My Progress in TGM. How do I improve?

Thread in 'Strategy' started by danminer, 14 Feb 2017.

  1. Hello, everyone. I'm danminer, a total noob.
    A little backstory: Living in Russia, I've heard the word "Tetris" many times, but I never really wanted to play it. I thought it was just some kind of a puzzle game for kids. But then, I stumbled upon the TGM Series Exhibition at AGDQ 2016. TGM3 Master Mode blew my mind! I didn't know a simple puzzle game could be so... fast, for lack of a better term. (I wonder how long it took KevinDDR to get so good at Tetris.)
    So, four days ago, I downloaded TGM3, sat down, and tried to learn to play. So this is my progress after a hundred games:
    Best game I've had was grade 4, and my current grade in Master Mode is 7. I play on Classic, I know the basics of IHS and IRS. I've heard something about T-Spins. Do I need to learn to perform them? Are there any general tips to help me improve?

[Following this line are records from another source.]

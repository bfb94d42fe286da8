//! Trellis Server
//!
//! The messaging surface between the capture client, the presentation layer,
//! and the settings UI. Exposes the four request kinds of the system over
//! loopback HTTP: submit a capture, read the graph, search, update settings.

#![warn(missing_docs)]

pub mod config;
pub mod handlers;

use config::ServerConfig;
use handlers::{create_router, AppState};
use std::sync::{Arc, Mutex};
use tokio::net::TcpListener;
use tracing::{info, warn};
use trellis_analysis::{AnalysisConfig, Analyst};
use trellis_capture::CaptureConfig;
use trellis_domain::traits::GraphStore;
use trellis_janitor::{JanitorConfig, JanitorWorker};
use trellis_llm::GeminiModel;
use trellis_pipeline::Pipeline;
use trellis_store::SqliteStore;

/// Server error.
#[derive(Debug, thiserror::Error)]
pub enum ServerError {
    /// Configuration error
    #[error("Configuration error: {0}")]
    Config(#[from] config::ConfigError),

    /// Store could not be opened
    #[error("Store error: {0}")]
    Store(String),

    /// Server binding error
    #[error("Failed to bind server: {0}")]
    Bind(#[from] std::io::Error),

    /// Server error
    #[error("Server error: {0}")]
    Server(String),
}

/// Build the shared application state for a database path.
///
/// The API key comes from stored settings, falling back to the
/// `GEMINI_API_KEY` environment variable. A missing key is not fatal:
/// analysis calls simply report unavailable until a key is saved.
pub fn build_state(db_path: &str) -> Result<AppState, ServerError> {
    let store = SqliteStore::new(db_path).map_err(|e| ServerError::Store(e.to_string()))?;
    let settings = store
        .load_settings()
        .map_err(|e| ServerError::Store(e.to_string()))?;

    let api_key = if settings.api_key.is_empty() {
        std::env::var("GEMINI_API_KEY").unwrap_or_default()
    } else {
        settings.api_key
    };
    if api_key.is_empty() {
        warn!("no API key configured; captures will be rejected as analysis-unavailable");
    }

    let store = Arc::new(Mutex::new(store));
    let analyst = Arc::new(Analyst::new(
        Arc::new(GeminiModel::new(api_key)),
        AnalysisConfig::default(),
    ));

    Ok(AppState {
        store: store.clone(),
        pipeline: Arc::new(Pipeline::new(store, analyst.clone())),
        analyst,
        capture_config: Arc::new(CaptureConfig::default()),
    })
}

/// Start the server: store, pipeline, janitor worker, HTTP listener.
pub async fn start_server(config: ServerConfig) -> Result<(), ServerError> {
    tracing_subscriber::fmt::init();

    info!("Starting Trellis server");
    info!("Bind address: {}", config.bind_addr());
    info!("Database: {}", config.db_path);

    let state = build_state(&config.db_path)?;

    // The janitor gets its own connection so sweeps never contend with
    // request handling on the shared one.
    if config.db_path != ":memory:" {
        let janitor_store =
            SqliteStore::new(&config.db_path).map_err(|e| ServerError::Store(e.to_string()))?;
        tokio::spawn(async move {
            let mut worker = JanitorWorker::new(JanitorConfig::default());
            if let Err(e) = worker.run(janitor_store).await {
                warn!("janitor worker stopped: {}", e);
            }
        });
    }

    let app = create_router(state);
    let listener = TcpListener::bind(&config.bind_addr()).await?;
    info!("Server listening on {}", config.bind_addr());

    axum::serve(listener, app)
        .await
        .map_err(|e| ServerError::Server(e.to_string()))?;

    Ok(())
}

#[cfg(test)]
mod tests {
    use super::*;

    #[tokio::test]
    async fn test_build_state_without_key() {
        // In-memory store, no key anywhere: state still builds.
        let state = build_state(":memory:").unwrap();
        let snapshot = state.store.lock().unwrap().graph_snapshot().unwrap();
        assert!(snapshot.nodes.is_empty());
    }
}
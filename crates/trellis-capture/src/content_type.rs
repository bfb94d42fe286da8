//! Heuristic content-type classification

/// Content type assigned when no category matches.
pub const DEFAULT_CONTENT_TYPE: &str = "article";

// How many characters from the front of the body participate in scoring.
const BODY_SAMPLE_CHARS: usize = 2000;

// Categories in priority order; the first match wins.
const CATEGORIES: &[(&str, &[&str])] = &[
    (
        "research",
        &[
            "abstract", "arxiv", "doi.org", "hypothesis", "methodology", "et al",
            "peer-reviewed", "findings", "dataset",
        ],
    ),
    (
        "documentation",
        &[
            "documentation", "api reference", "getting started", "installation",
            "parameters", "configuration", "changelog", "usage",
        ],
    ),
    (
        "news",
        &[
            "breaking", "reported", "according to", "press release", "correspondent",
            "reuters", "associated press", "newsroom",
        ],
    ),
    (
        "blog",
        &[
            "blog", "posted by", "min read", "subscribe", "my thoughts", "i think",
            "follow me",
        ],
    ),
    (
        "technical",
        &[
            "github", "stack overflow", "compiler", "debugging", "implementation",
            "algorithm", "benchmark", "refactor",
        ],
    ),
];

/// Classify a page into one of five content types, or `article` by default.
///
/// Scoring is deliberately cheap: keyword hits over the title, the domain,
/// and the front of the body. A single hit in the title or domain is strong
/// evidence; body hits need corroboration.
pub fn classify(title: &str, body: &str, domain: &str) -> &'static str {
    let title = title.to_lowercase();
    let domain = domain.to_lowercase();
    let body_head: String = body.chars().take(BODY_SAMPLE_CHARS).collect::<String>().to_lowercase();

    for (name, keywords) in CATEGORIES {
        let strong_hit = keywords
            .iter()
            .any(|k| title.contains(*k) || domain.contains(*k));
        if strong_hit {
            return name;
        }
        let body_hits = keywords.iter().filter(|k| body_head.contains(**k)).count();
        if body_hits >= 2 {
            return name;
        }
    }

    DEFAULT_CONTENT_TYPE
}

#[cfg(test)]
mod tests {
    use super::*;

    #[test]
    fn test_research_from_body_signals() {
        let body = "Abstract. We propose a new methodology for measuring drift.";
        assert_eq!(classify("A study of drift", body, "example.org"), "research");
    }

    #[test]
    fn test_documentation_from_title() {
        assert_eq!(
            classify("API Reference", "endpoints and fields", "example.com"),
            "documentation"
        );
    }

    #[test]
    fn test_blog_from_domain() {
        assert_eq!(
            classify("Why I switched editors", "it went fine", "blog.example.com"),
            "blog"
        );
    }

    #[test]
    fn test_technical_from_domain() {
        assert_eq!(
            classify("fixing the build", "make it compile", "github.com"),
            "technical"
        );
    }

    #[test]
    fn test_priority_order_research_beats_technical() {
        // Signals for both: research wins because it is checked first.
        let body = "Abstract: we benchmark the algorithm against a public dataset using a clear methodology.";
        assert_eq!(classify("Paper notes", body, "example.com"), "research");
    }

    #[test]
    fn test_default_when_nothing_matches() {
        assert_eq!(
            classify("A walk in the park", "it was sunny and pleasant", "example.com"),
            DEFAULT_CONTENT_TYPE
        );
    }

    #[test]
    fn test_single_body_hit_is_not_enough() {
        // One weak hit ("usage") must not classify as documentation.
        assert_eq!(
            classify("Household tips", "typical usage of vinegar when cleaning", "example.com"),
            DEFAULT_CONTENT_TYPE
        );
    }
}
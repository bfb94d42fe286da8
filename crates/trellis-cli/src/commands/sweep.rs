//! Run an eviction pass.

use super::lock;
use crate::cli::SweepArgs;
use anyhow::Result;
use std::sync::{Arc, Mutex};
use trellis_janitor::{Janitor, JanitorConfig, SweepOutcome};
use trellis_store::SqliteStore;

pub fn execute(args: SweepArgs, store: Arc<Mutex<SqliteStore>>) -> Result<()> {
    let mut janitor = Janitor::new(JanitorConfig::default());
    let mut store = lock(&store)?;

    if args.force {
        let stats = janitor.sweep(&mut *store)?;
        println!(
            "Removed {} content records, {} page nodes, {} edges",
            stats.content_removed, stats.nodes_removed, stats.edges_removed
        );
        return Ok(());
    }

    match janitor.maybe_sweep(&mut *store)? {
        SweepOutcome::Swept(stats) => println!(
            "Removed {} content records, {} page nodes, {} edges",
            stats.content_removed, stats.nodes_removed, stats.edges_removed
        ),
        SweepOutcome::Skipped => {
            println!("A pass already ran recently; use --force to run anyway")
        }
    }
    Ok(())
}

    I appreciate any advice you Tetris veterans might have.
    P.S. I have to attend school, so I play NES Tetris on breaks, just to stay in shape. And I'm sorry for my awful grammar, lack of vocabulary, and any other mistakes you might see. I just don't have a lot of opportunities to practice my English.
    TL; DR: Saw KevinDDR's amazing performance, sat down and played a hundred games of Tetris in TGM3. Came here to ask for advice.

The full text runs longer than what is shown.